EXERCISE AIM: Within the entries below, the lines from the one with "diff |= x ^ y;" through the one with "const QUIET: u32 = 4;" are to be set down exactly, both ends kept.
### EXERCISE DATA ###
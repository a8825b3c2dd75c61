//! TOTP (RFC 6238 over HMAC-SHA1, 30 second steps, six digits) plus the
//! QR image handed out at enrollment.

use crate::error::{ServerError, ServerResult};
use data_encoding::BASE32_NOPAD;
use hmac::{Hmac, Mac};
use rand::RngCore;
use sha1::Sha1;

const STEP_SECONDS: i64 = 30;
const DIGITS: u32 = 6;

pub fn new_secret() -> String {
    let mut raw = [0u8; 20];
    rand::thread_rng().fill_bytes(&mut raw);
    BASE32_NOPAD.encode(&raw)
}

pub fn otpauth_url(secret: &str, email: &str, issuer: &str) -> String {
    format!(
        "otpauth://totp/{}:{}?secret={}&issuer={}&algorithm=SHA1&digits=6&period=30",
        issuer, email, secret, issuer
    )
}

fn hotp(secret: &[u8], counter: u64) -> String {
    let mut mac = Hmac::<Sha1>::new_from_slice(secret).expect("hmac accepts any key length");
    mac.update(&counter.to_be_bytes());
    let digest = mac.finalize().into_bytes();

    let offset = (digest[19] & 0x0f) as usize;
    let bin = (u32::from(digest[offset] & 0x7f) << 24)
        | (u32::from(digest[offset + 1]) << 16)
        | (u32::from(digest[offset + 2]) << 8)
        | u32::from(digest[offset + 3]);
    format!("{:06}", bin % 10u32.pow(DIGITS))
}

pub fn totp(secret_b32: &str, time_s: i64) -> ServerResult<String> {
    let secret = BASE32_NOPAD
        .decode(secret_b32.as_bytes())
        .map_err(|_| ServerError::BadRequest)?;
    Ok(hotp(&secret, (time_s / STEP_SECONDS) as u64))
}

/// Accepts the current step and one step either side, absorbing clock
/// drift.
pub fn validate(secret_b32: &str, code: &str, time_s: i64) -> bool {
    if secret_b32.is_empty() || code.len() != DIGITS as usize {
        return false;
    }
    for drift in [-1i64, 0, 1] {
        if let Ok(expect) = totp(secret_b32, time_s + drift * STEP_SECONDS) {
            if constant_time_eq(expect.as_bytes(), code.as_bytes()) {
                return true;
            }
        }
    }
    false
}

pub(crate) fn constant_time_eq(a: &[u8], b: &[u8]) -> bool {
    if a.len() != b.len() {
        return false;
    }
    let mut diff = 0u8;
    for (x, y) in a.iter().zip(b) {
        diff |= x ^ y;
    }
    diff == 0
}

/// Renders the enrollment URL as a PNG QR code, scaled for phone cameras.
pub fn qr_png(url: &str) -> ServerResult<Vec<u8>> {
    const SCALE: u32 = 8;
    const QUIET: u32 = 4;

    let code = qrcode::QrCode::new(url.as_bytes()).map_err(|_| ServerError::BadRequest)?;
    let width = code.width() as u32;
    let colors = code.to_colors();

    let size = (width + 2 * QUIET) * SCALE;
    let mut img = image::GrayImage::from_pixel(size, size, image::Luma([255u8]));
    for (i, color) in colors.iter().enumerate() {
        if *color == qrcode::Color::Dark {
            let x = (i as u32 % width + QUIET) * SCALE;
            let y = (i as u32 / width + QUIET) * SCALE;
            for dy in 0..SCALE {
                for dx in 0..SCALE {
                    img.put_pixel(x + dx, y + dy, image::Luma([0u8]));
                }
            }
        }
    }

    let mut out = Vec::new();
    image::DynamicImage::ImageLuma8(img)
        .write_to(&mut std::io::Cursor::new(&mut out), image::ImageFormat::Png)
        .map_err(|_| ServerError::BadRequest)?;
    Ok(out)
}

#[cfg(test)]
mod test {
    use super::*;

    // RFC 6238 appendix B vector (SHA-1, ASCII key "12345678901234567890").
    #[test]
    fn rfc_vectors() {
        let secret = BASE32_NOPAD.encode(b"12345678901234567890");
        assert_eq!(totp(&secret, 59).unwrap(), "287082");
        assert_eq!(totp(&secret, 1111111109).unwrap(), "081804");
        assert_eq!(totp(&secret, 1234567890).unwrap(), "005924");
    }

    #[test]
    fn window_accepts_adjacent_steps() {
        let secret = new_secret();
        let now = 1_700_000_000i64;
        let code = totp(&secret, now).unwrap();
        assert!(validate(&secret, &code, now));
        assert!(validate(&secret, &code, now + STEP_SECONDS));
        assert!(validate(&secret, &code, now - STEP_SECONDS));
        assert!(!validate(&secret, &code, now + 3 * STEP_SECONDS));
    }

    #[test]
    fn stale_or_malformed_codes_rejected() {
        let secret = new_secret();
        let now = 1_700_000_000i64;
        assert!(!validate(&secret, "000000", now) || totp(&secret, now).unwrap() == "000000");
        assert!(!validate(&secret, "12345", now));
        assert!(!validate(&secret, "", now));
        assert!(!validate("", "123456", now));
    }

    #[test]
    fn qr_renders_png() {
        let url = otpauth_url(&new_secret(), "user@example.com", "krin");
        let png = qr_png(&url).unwrap();
        assert_eq!(&png[..8], b"\x89PNG\r\n\x1a\n");
    }
}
###
RESPONSE:
        diff |= x ^ y;
    }
    diff == 0
}

/// Renders the enrollment URL as a PNG QR code, scaled for phone cameras.
pub fn qr_png(url: &str) -> ServerResult<Vec<u8>> {
    const SCALE: u32 = 8;
    const QUIET: u32 = 4;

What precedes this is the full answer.